Felt also saw to it that Gray was blamed for black bag jobs that Felt himself had authorized. As he had done with Hoover, Felt had obsequiously brown-nosed up to Gray, hoping that after the latter’s nomination went down in flames, he would – on his way out the door – recommend his “trusted aide” Mark Felt for the job. (I’ve searched the dictionary and find no indication that “trusted aide” is a synonym for “snake.”)

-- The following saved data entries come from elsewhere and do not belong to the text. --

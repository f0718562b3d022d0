use crate::errors::QueryMapError;
use crate::exec::{FindQuery, FindTarget};
use crate::params::parse_select;
use crate::sort::parse_sort;
use bson::{Bson, Document};
use parking_lot::RwLock;
use std::io::{BufRead, BufReader, Read};
use std::sync::Arc;

use super::cursor::Cursor;
use super::eval::{compare_docs, eval_filter, project};
use super::parse::{parse_filter, parse_projection};
use super::types::MAX_SORT_FIELDS;

struct Inner {
    name: String,
    docs: RwLock<Vec<Document>>,
    text_fields: RwLock<Vec<String>>,
}

/// Shared handle to an in-memory list of documents. Clones refer to the same data.
#[derive(Clone)]
pub struct MemoryCollection {
    inner: Arc<Inner>,
}

impl std::fmt::Debug for MemoryCollection {
    fn fmt(&self, f: &mut std::fmt::Formatter<'_>) -> std::fmt::Result {
        f.debug_struct("MemoryCollection")
            .field("name", &self.inner.name)
            .field("len", &self.len())
            .field("text_fields", &*self.inner.text_fields.read())
            .finish()
    }
}

impl MemoryCollection {
    pub fn new(name: impl Into<String>) -> Self {
        Self {
            inner: Arc::new(Inner {
                name: name.into(),
                docs: RwLock::new(Vec::new()),
                text_fields: RwLock::new(Vec::new()),
            }),
        }
    }

    pub fn name(&self) -> &str {
        &self.inner.name
    }

    /// Declare the fields searched by `$text`. Replaces any earlier declaration.
    pub fn create_text_index<I, S>(&self, fields: I)
    where
        I: IntoIterator<Item = S>,
        S: Into<String>,
    {
        let fields: Vec<String> = fields.into_iter().map(Into::into).filter(|f: &String| !f.is_empty()).collect();
        log::debug!("collection {}: text index on {:?}", self.inner.name, fields);
        *self.inner.text_fields.write() = fields;
    }

    pub fn text_fields(&self) -> Vec<String> {
        self.inner.text_fields.read().clone()
    }

    pub fn insert_one(&self, doc: Document) {
        self.inner.docs.write().push(doc);
    }

    pub fn insert_many<I: IntoIterator<Item = Document>>(&self, docs: I) -> usize {
        let mut guard = self.inner.docs.write();
        let before = guard.len();
        guard.extend(docs);
        guard.len() - before
    }

    pub fn len(&self) -> usize {
        self.inner.docs.read().len()
    }

    pub fn is_empty(&self) -> bool {
        self.len() == 0
    }

    /// Load documents from a JSON array or newline-delimited JSON objects.
    /// Blank lines are skipped. Returns the number of documents inserted.
    ///
    /// # Errors
    /// Returns an error on I/O failure or when an entry is not a JSON object.
    pub fn import_json<R: Read>(&self, reader: R) -> Result<usize, QueryMapError> {
        let mut reader = BufReader::new(reader);
        let mut buf = String::new();
        let mut docs = Vec::new();
        let mut ndjson = false;
        let mut line_no = 0usize;
        loop {
            buf.clear();
            if reader.read_line(&mut buf)? == 0 {
                break;
            }
            line_no += 1;
            let line = buf.trim();
            if line.is_empty() {
                continue;
            }
            if !ndjson && line.starts_with('[') {
                let mut rest = String::new();
                reader.read_to_string(&mut rest)?;
                let all = format!("{line}\n{rest}");
                let val: serde_json::Value = serde_json::from_str(&all)?;
                let items = val
                    .as_array()
                    .ok_or_else(|| QueryMapError::InvalidInput("expected JSON array".into()))?;
                for v in items {
                    docs.push(json_to_document(v)?);
                }
                break;
            }
            ndjson = true;
            let v: serde_json::Value = serde_json::from_str(line).map_err(|e| {
                QueryMapError::InvalidInput(format!("line {line_no}: {e}"))
            })?;
            docs.push(json_to_document(&v)?);
        }
        Ok(self.insert_many(docs))
    }

    fn snapshot_matching(&self, filter: &super::types::Filter) -> Vec<Document> {
        self.inner.docs.read().iter().filter(|d| eval_filter(d, filter)).cloned().collect()
    }
}

fn json_to_document(v: &serde_json::Value) -> Result<Document, QueryMapError> {
    if !v.is_object() {
        return Err(QueryMapError::InvalidInput("expected JSON object".into()));
    }
    bson::serialize_to_document(v).map_err(|e| QueryMapError::InvalidInput(e.to_string()))
}

impl FindTarget for MemoryCollection {
    type Query = MemoryQuery;

    fn find(&self, filter: Document, projection: Option<Document>) -> MemoryQuery {
        MemoryQuery {
            collection: self.clone(),
            filter,
            projection,
            limit: None,
            skip: 0,
            sort: None,
        }
    }
}

/// Chainable find builder over a [`MemoryCollection`].
#[derive(Debug, Clone)]
pub struct MemoryQuery {
    collection: MemoryCollection,
    filter: Document,
    projection: Option<Document>,
    limit: Option<i64>,
    skip: u64,
    sort: Option<Document>,
}

impl MemoryQuery {
    pub fn filter(&self) -> &Document {
        &self.filter
    }

    pub fn projection(&self) -> Option<&Document> {
        self.projection.as_ref()
    }

    /// Replace the projection.
    #[must_use]
    pub fn select(mut self, projection: Document) -> Self {
        self.projection = Some(projection);
        self
    }

    /// Replace the projection from a select string such as `"age -name"`.
    #[must_use]
    pub fn select_fields(self, fields: &str) -> Self {
        self.select(parse_select(fields))
    }

    /// Execute and collect into a vector.
    ///
    /// # Errors
    /// See [`FindQuery::exec`].
    pub fn to_vec(self) -> Result<Vec<Document>, QueryMapError> {
        Ok(self.exec()?.to_vec())
    }
}

impl FindQuery for MemoryQuery {
    type Output = Cursor;
    type Error = QueryMapError;

    fn limit(mut self, limit: i64) -> Self {
        self.limit = Some(limit);
        self
    }

    fn skip(mut self, skip: u64) -> Self {
        self.skip = skip;
        self
    }

    fn sort(mut self, sort: Document) -> Self {
        self.sort = Some(sort);
        self
    }

    fn exec(self) -> Result<Cursor, QueryMapError> {
        let text_fields = self.collection.text_fields();
        let filter = parse_filter(&self.filter, &text_fields)?;
        let projection = match &self.projection {
            Some(p) => parse_projection(p)?,
            None => None,
        };

        let mut docs = self.collection.snapshot_matching(&filter);

        if let Some(sort) = &self.sort {
            let mut keys = parse_sort(&Bson::Document(sort.clone()), ":");
            if keys.len() > MAX_SORT_FIELDS {
                log::warn!("sort spec too long: {}; using first {MAX_SORT_FIELDS}", keys.len());
                keys.truncate(MAX_SORT_FIELDS);
            }
            // stable: ties keep insertion order
            docs.sort_by(|a, b| compare_docs(a, b, &keys));
        }

        let skip = usize::try_from(self.skip).unwrap_or(usize::MAX);
        // 0 means no limit; a negative limit behaves like its absolute value
        let limit = match self.limit.map(i64::unsigned_abs) {
            None | Some(0) => usize::MAX,
            Some(n) => usize::try_from(n).unwrap_or(usize::MAX),
        };
        let mut docs: Vec<Document> = docs.into_iter().skip(skip).take(limit).collect();

        if let Some(p) = &projection {
            for d in &mut docs {
                *d = project(d, p);
            }
        }
        log::debug!(
            "collection {}: find matched {} docs (skip={}, limit={:?})",
            self.collection.name(),
            docs.len(),
            self.skip,
            self.limit
        );
        Ok(Cursor::new(docs))
    }
}
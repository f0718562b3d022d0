use bson::{Bson, Document};
use std::cmp::Ordering;

use super::types::{CmpOp, Filter, MAX_IN_SET, MAX_PATH_DEPTH, MAX_SORT_FIELDS, Projection, TextSearch};
use crate::sort::{Order, SortKey};

pub fn eval_filter(doc: &Document, filter: &Filter) -> bool {
    match filter {
        Filter::True => true,
        Filter::And(fs) => fs.iter().all(|f| eval_filter(doc, f)),
        Filter::Or(fs) => fs.iter().any(|f| eval_filter(doc, f)),
        Filter::Nor(fs) => !fs.iter().any(|f| eval_filter(doc, f)),
        Filter::Not(f) => !eval_filter(doc, f),
        Filter::Exists { path, exists } => get_path(doc, path).is_some() == *exists,
        Filter::In { path, values } => match get_path(doc, path) {
            Some(v) => any_value(v, |x| is_in_set(x, values)),
            // missing fields only match a set holding null
            None => values.iter().any(|x| matches!(x, Bson::Null)),
        },
        Filter::Nin { path, values } => !match get_path(doc, path) {
            Some(v) => any_value(v, |x| is_in_set(x, values)),
            None => values.iter().any(|x| matches!(x, Bson::Null)),
        },
        Filter::Cmp { path, op, value } => match (get_path(doc, path), op) {
            (Some(v), CmpOp::Eq) => any_value(v, |x| bson_eq(x, value)),
            (Some(v), CmpOp::Ne) => !any_value(v, |x| bson_eq(x, value)),
            (Some(v), op) => any_value(v, |x| cmp_matches(x, *op, value)),
            (None, CmpOp::Eq) => matches!(value, Bson::Null),
            (None, CmpOp::Ne) => !matches!(value, Bson::Null),
            (None, _) => false,
        },
        Filter::Regex { path, regex } => get_path(doc, path)
            .is_some_and(|v| any_value(v, |x| matches!(x, Bson::String(s) if regex.is_match(s)))),
        Filter::Text(search) => eval_text(doc, search),
    }
}

/// Apply `pred` to the value, or to each element when it is an array.
fn any_value(v: &Bson, pred: impl Fn(&Bson) -> bool) -> bool {
    match v {
        Bson::Array(items) => pred(v) || items.iter().any(&pred),
        other => pred(other),
    }
}

fn cmp_matches(v: &Bson, op: CmpOp, value: &Bson) -> bool {
    // ordered comparisons only hold between comparable types
    if !comparable(v, value) {
        return false;
    }
    let c = compare_bson(v, value);
    match op {
        CmpOp::Gt => c == Ordering::Greater,
        CmpOp::Gte => c != Ordering::Less,
        CmpOp::Lt => c == Ordering::Less,
        CmpOp::Lte => c != Ordering::Greater,
        CmpOp::Eq => c == Ordering::Equal,
        CmpOp::Ne => c != Ordering::Equal,
    }
}

fn comparable(a: &Bson, b: &Bson) -> bool {
    (is_num(a) && is_num(b)) || std::mem::discriminant(a) == std::mem::discriminant(b)
}

fn bson_eq(a: &Bson, b: &Bson) -> bool {
    if is_num(a) && is_num(b) {
        return as_f64_num(a) == as_f64_num(b);
    }
    a == b
}

fn is_in_set(v: &Bson, set: &[Bson]) -> bool {
    set.iter().take(MAX_IN_SET).any(|x| bson_eq(x, v))
}

fn eval_text(doc: &Document, search: &TextSearch) -> bool {
    let fold = |s: &str| if search.case_sensitive { s.to_string() } else { s.to_lowercase() };
    let mut texts: Vec<String> = Vec::new();
    for field in &search.fields {
        match get_path(doc, field) {
            Some(Bson::String(s)) => texts.push(fold(s.as_str())),
            Some(Bson::Array(items)) => {
                texts.extend(items.iter().filter_map(|i| i.as_str()).map(fold));
            }
            _ => {}
        }
    }
    if texts.is_empty() {
        return false;
    }
    let has_word = |term: &str| {
        let term = fold(term);
        texts.iter().any(|t| t.split(|c: char| !c.is_alphanumeric()).any(|w| w == term))
    };
    if search.excluded.iter().any(|t| has_word(t.as_str())) {
        return false;
    }
    if !search.phrases.is_empty() {
        return search.phrases.iter().all(|p| {
            let p = fold(p.as_str());
            texts.iter().any(|t| t.contains(&p))
        });
    }
    search.terms.iter().any(|t| has_word(t.as_str()))
}

pub fn compare_docs(a: &Document, b: &Document, sort: &[SortKey]) -> Ordering {
    for s in sort.iter().take(MAX_SORT_FIELDS) {
        let va = get_path(a, &s.field);
        let vb = get_path(b, &s.field);
        let ord = match (va, vb) {
            (Some(x), Some(y)) => compare_bson(x, y),
            (Some(_), None) => Ordering::Greater,
            (None, Some(_)) => Ordering::Less,
            (None, None) => Ordering::Equal,
        };
        if ord != Ordering::Equal {
            return if s.order == Order::Asc { ord } else { ord.reverse() };
        }
    }
    Ordering::Equal
}

pub(crate) fn get_path<'a>(doc: &'a Document, path: &str) -> Option<&'a Bson> {
    if path.is_empty() || path.len() > 1024 {
        return None;
    }
    let mut cur = doc;
    let mut parts = path.split('.').peekable();
    let mut segs = 0usize;
    while let Some(part) = parts.next() {
        segs += 1;
        if segs > MAX_PATH_DEPTH {
            return None;
        }
        let v = cur.get(part)?;
        if parts.peek().is_none() {
            return Some(v);
        }
        match v {
            Bson::Document(d) => cur = d,
            _ => return None,
        }
    }
    None
}

fn is_num(x: &Bson) -> bool {
    matches!(x, Bson::Int32(_) | Bson::Int64(_) | Bson::Double(_) | Bson::Decimal128(_))
}

#[allow(clippy::cast_precision_loss)]
fn as_f64_num(x: &Bson) -> f64 {
    match x {
        Bson::Int32(i) => f64::from(*i),
        Bson::Int64(i) => *i as f64,
        Bson::Double(f) => *f,
        Bson::Decimal128(d) => d.to_string().parse::<f64>().unwrap_or(f64::NAN),
        _ => f64::NAN,
    }
}

pub fn compare_bson(a: &Bson, b: &Bson) -> Ordering {
    use bson::Bson as T;
    if is_num(a) && is_num(b) {
        return as_f64_num(a).total_cmp(&as_f64_num(b));
    }
    match (a, b) {
        (T::String(x), T::String(y)) => x.cmp(y),
        (T::Boolean(x), T::Boolean(y)) => x.cmp(y),
        (T::DateTime(x), T::DateTime(y)) => x.cmp(y),
        (T::ObjectId(x), T::ObjectId(y)) => x.bytes().cmp(&y.bytes()),
        _ => type_rank(a).cmp(&type_rank(b)),
    }
}

// Cross-type sort order, numbers share one rank.
fn type_rank(v: &Bson) -> u8 {
    use bson::Bson as T;
    match v {
        T::MinKey => 0,
        T::Null | T::Undefined => 1,
        T::Int32(_) | T::Int64(_) | T::Double(_) | T::Decimal128(_) => 2,
        T::Symbol(_) | T::String(_) => 3,
        T::Document(_) => 4,
        T::Array(_) => 5,
        T::Binary(_) => 6,
        T::ObjectId(_) => 7,
        T::Boolean(_) => 8,
        T::DateTime(_) => 9,
        T::Timestamp(_) => 10,
        T::RegularExpression(_) => 11,
        T::DbPointer(_) => 12,
        T::JavaScriptCode(_) | T::JavaScriptCodeWithScope(_) => 13,
        T::MaxKey => 255,
    }
}

pub fn project(doc: &Document, projection: &Projection) -> Document {
    match projection {
        Projection::Include { fields, keep_id } => {
            let mut out = Document::new();
            if *keep_id && let Some(id) = doc.get("_id") {
                out.insert("_id", id.clone());
            }
            for f in fields {
                if let Some(v) = get_path(doc, f) {
                    insert_path(&mut out, f, v.clone());
                }
            }
            out
        }
        Projection::Exclude(fields) => {
            let mut out = doc.clone();
            for f in fields {
                remove_path(&mut out, f);
            }
            out
        }
    }
}

fn insert_path(doc: &mut Document, path: &str, value: Bson) {
    match path.split_once('.') {
        None => {
            doc.insert(path, value);
        }
        Some((head, rest)) => {
            if !matches!(doc.get(head), Some(Bson::Document(_))) {
                doc.insert(head, Document::new());
            }
            if let Some(Bson::Document(sub)) = doc.get_mut(head) {
                insert_path(sub, rest, value);
            }
        }
    }
}

fn remove_path(doc: &mut Document, path: &str) {
    match path.split_once('.') {
        None => {
            doc.remove(path);
        }
        Some((head, rest)) => {
            if let Some(Bson::Document(sub)) = doc.get_mut(head) {
                remove_path(sub, rest);
            }
        }
    }
}
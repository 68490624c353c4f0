//! In-process store backed by ordered maps
//!
//! Used by `trivia serve --in-memory` and by the HTTP tests. Ids are
//! assigned sequentially starting at 1 and are never reused.

use std::collections::BTreeMap;

use async_trait::async_trait;
use tokio::sync::RwLock;
use trivia_core::{Category, CategoryFilter, NewQuestion, Question};

use super::{StoreError, TriviaStore, DEFAULT_CATEGORIES};

#[derive(Debug, Default)]
struct MemoryState {
    categories: BTreeMap<i64, Category>,
    questions: BTreeMap<i64, Question>,
    last_category_id: i64,
    last_question_id: i64,
}

impl MemoryState {
    fn add_category(&mut self, kind: &str) -> Category {
        self.last_category_id += 1;
        let category = Category {
            id: self.last_category_id,
            kind: kind.to_owned(),
        };
        self.categories.insert(category.id, category.clone());
        category
    }
}

/// In-memory question store
#[derive(Debug, Default)]
pub struct MemoryStore {
    state: RwLock<MemoryState>,
}

impl MemoryStore {
    /// Empty store with no categories.
    pub fn new() -> Self {
        Self::default()
    }

    /// Store pre-populated with the six default categories (ids 1..=6).
    pub fn with_default_categories() -> Self {
        let mut state = MemoryState::default();
        for kind in DEFAULT_CATEGORIES {
            state.add_category(kind);
        }
        Self {
            state: RwLock::new(state),
        }
    }

    /// Add a category and return it with its assigned id.
    pub async fn add_category(&self, kind: &str) -> Category {
        self.state.write().await.add_category(kind)
    }
}

#[async_trait]
impl TriviaStore for MemoryStore {
    async fn list_questions(&self, filter: CategoryFilter) -> Result<Vec<Question>, StoreError> {
        let state = self.state.read().await;
        Ok(state
            .questions
            .values()
            .filter(|q| filter.admits(q))
            .cloned()
            .collect())
    }

    async fn list_categories(&self) -> Result<Vec<Category>, StoreError> {
        Ok(self.state.read().await.categories.values().cloned().collect())
    }

    async fn get_category(&self, id: i64) -> Result<Option<Category>, StoreError> {
        Ok(self.state.read().await.categories.get(&id).cloned())
    }

    async fn insert_question(&self, new: NewQuestion) -> Result<Question, StoreError> {
        let mut state = self.state.write().await;
        if !state.categories.contains_key(&new.category()) {
            return Err(StoreError::NotFound {
                resource: "category",
                id: new.category().to_string(),
            });
        }

        state.last_question_id += 1;
        let question = new.into_question(state.last_question_id);
        state.questions.insert(question.id, question.clone());
        tracing::debug!(id = question.id, category = question.category, "question inserted");
        Ok(question)
    }

    async fn delete_question(&self, id: i64) -> Result<bool, StoreError> {
        Ok(self.state.write().await.questions.remove(&id).is_some())
    }
}
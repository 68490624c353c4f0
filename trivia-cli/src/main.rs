//! trivia CLI - run and administer the trivia question API
//!
//! - `serve`: run the HTTP API (Postgres or in-memory store)
//! - `migrate`: create the database schema
//! - `seed`: insert the default categories

use anyhow::Result;
use clap::{Parser, Subcommand};

mod commands;
mod tracing_setup;

use tracing_setup::TracingConfig;

#[derive(Parser, Debug)]
#[command(
    name = "trivia",
    author,
    version,
    about = "Trivia question API: categories, paginated questions, search and quizzes"
)]
struct Cli {
    /// Enable debug logging (RUST_LOG takes precedence)
    #[arg(long, global = true)]
    debug: bool,

    #[command(subcommand)]
    command: Commands,
}

#[derive(Subcommand, Debug)]
enum Commands {
    /// Run the HTTP API server
    Serve(commands::serve::ServeArgs),
    /// Create tables and indexes (idempotent)
    Migrate(commands::db::DbArgs),
    /// Insert the default categories (idempotent)
    Seed(commands::db::DbArgs),
}

#[tokio::main]
async fn main() -> Result<()> {
    // Load .env before clap so `env = "DATABASE_URL"` sees it
    dotenvy::dotenv().ok();

    let cli = Cli::parse();
    tracing_setup::init(&TracingConfig { debug: cli.debug }).ok();

    match cli.command {
        Commands::Serve(args) => commands::run_serve(args).await?,
        Commands::Migrate(args) => commands::run_migrate(args).await?,
        Commands::Seed(args) => commands::run_seed(args).await?,
    }
    Ok(())
}
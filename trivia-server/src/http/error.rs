//! API error types with IntoResponse
//!
//! Every error renders as `{success: false, error: <status>, message: <text>}`.
//! Details are logged, never returned to the client.

use axum::http::StatusCode;
use axum::response::{IntoResponse, Response};
use axum::Json;
use serde_json::json;
use trivia_core::ValidationError;

use crate::store::StoreError;

/// API error type with automatic HTTP status mapping
#[derive(Debug)]
pub enum ApiError {
    /// Malformed path or unknown category (400)
    BadRequest { reason: String },

    /// Resource not found (404)
    NotFound { resource: &'static str, id: String },

    /// Route exists but not for this method (405)
    MethodNotAllowed,

    /// Body could not be parsed or the write was rejected (422)
    Unprocessable { reason: String },

    /// Store failure (500, logged)
    Internal(StoreError),
}

impl ApiError {
    pub fn status(&self) -> StatusCode {
        match self {
            Self::BadRequest { .. } => StatusCode::BAD_REQUEST,
            Self::NotFound { .. } => StatusCode::NOT_FOUND,
            Self::MethodNotAllowed => StatusCode::METHOD_NOT_ALLOWED,
            Self::Unprocessable { .. } => StatusCode::UNPROCESSABLE_ENTITY,
            Self::Internal(_) => StatusCode::INTERNAL_SERVER_ERROR,
        }
    }

    pub fn message(&self) -> &'static str {
        match self {
            Self::BadRequest { .. } => "bad request",
            Self::NotFound { .. } => "resource not found",
            Self::MethodNotAllowed => "method not allowed",
            Self::Unprocessable { .. } => "unprocessable",
            Self::Internal(_) => "internal server error",
        }
    }

    /// Route fallback for paths that match nothing.
    pub fn unknown_route(path: &str) -> Self {
        Self::NotFound {
            resource: "route",
            id: path.to_owned(),
        }
    }
}

impl IntoResponse for ApiError {
    fn into_response(self) -> Response {
        match &self {
            Self::BadRequest { reason } => tracing::debug!(%reason, "bad request"),
            Self::NotFound { resource, id } => tracing::debug!(resource, %id, "not found"),
            Self::MethodNotAllowed => {}
            Self::Unprocessable { reason } => tracing::debug!(%reason, "unprocessable"),
            Self::Internal(e) => tracing::error!("Store error: {}", e),
        }

        let status = self.status();
        let body = json!({
            "success": false,
            "error": status.as_u16(),
            "message": self.message(),
        });

        (status, Json(body)).into_response()
    }
}

impl From<ValidationError> for ApiError {
    fn from(e: ValidationError) -> Self {
        Self::Unprocessable {
            reason: e.to_string(),
        }
    }
}

impl From<StoreError> for ApiError {
    fn from(e: StoreError) -> Self {
        match e {
            StoreError::NotFound { resource, id } => Self::NotFound { resource, id },
            _ => Self::Internal(e),
        }
    }
}

#[cfg(test)]
mod tests {
    use super::*;
    use axum::body::to_bytes;

    async fn body_of(err: ApiError) -> (StatusCode, serde_json::Value) {
        let response = err.into_response();
        let status = response.status();
        let bytes = to_bytes(response.into_body(), usize::MAX).await.unwrap();
        (status, serde_json::from_slice(&bytes).unwrap())
    }

    #[tokio::test]
    async fn not_found_is_404() {
        let (status, body) = body_of(ApiError::NotFound {
            resource: "question",
            id: "1000".into(),
        })
        .await;
        assert_eq!(status, StatusCode::NOT_FOUND);
        assert_eq!(
            body,
            json!({"success": false, "error": 404, "message": "resource not found"})
        );
    }

    #[tokio::test]
    async fn bad_request_is_400() {
        let (status, body) = body_of(ApiError::BadRequest {
            reason: "no such category".into(),
        })
        .await;
        assert_eq!(status, StatusCode::BAD_REQUEST);
        assert_eq!(body["message"], "bad request");
    }

    #[tokio::test]
    async fn validation_error_is_422() {
        let err = ApiError::from(ValidationError::Empty { field: "answer" });
        let (status, body) = body_of(err).await;
        assert_eq!(status, StatusCode::UNPROCESSABLE_ENTITY);
        assert_eq!(body["error"], 422);
        assert_eq!(body["message"], "unprocessable");
    }

    #[tokio::test]
    async fn method_not_allowed_is_405() {
        let (status, body) = body_of(ApiError::MethodNotAllowed).await;
        assert_eq!(status, StatusCode::METHOD_NOT_ALLOWED);
        assert_eq!(body["success"], false);
    }

    #[tokio::test]
    async fn store_errors_map_by_kind() {
        let err = ApiError::from(StoreError::NotFound {
            resource: "question",
            id: "7".into(),
        });
        assert_eq!(err.status(), StatusCode::NOT_FOUND);

        let err = ApiError::from(StoreError::Sqlx(sqlx::Error::PoolTimedOut));
        let (status, body) = body_of(err).await;
        assert_eq!(status, StatusCode::INTERNAL_SERVER_ERROR);
        assert_eq!(body["message"], "internal server error");
    }
}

Incidentally (or not), when Felt was before a court to answer for those black bag jobs, his fellow agents raised money for his defense. No doubt, if they had only known the truth, they would have wanted their money back.
In the end
So decades after the fact, we know that Reed Irvine’s attempts to point out to the dinosaur media the gaps in their Watergate reportage were well-founded. Instead of following up on them, the media mavens whined that Reed was “harassing” them.
Here we had this burgeoning new organization pointing out the gaps for which self-respecting reporters would want answers. Instead, icons of some of the largest news organizations on the planet played the “pitiful picked-on” act, telling this self-starting citizen (in so many words), “Get away from us! You’re picking on us, you big bully!”
Today, Reed would have to be smiling from on high as he sees serious national TV reporters such as Fox’s Catherine Herridge, who is doing her job and showing up the “see-no-evil” dinosaurs.
Wes Vernon is a Washington-based writer & broadcast journalist.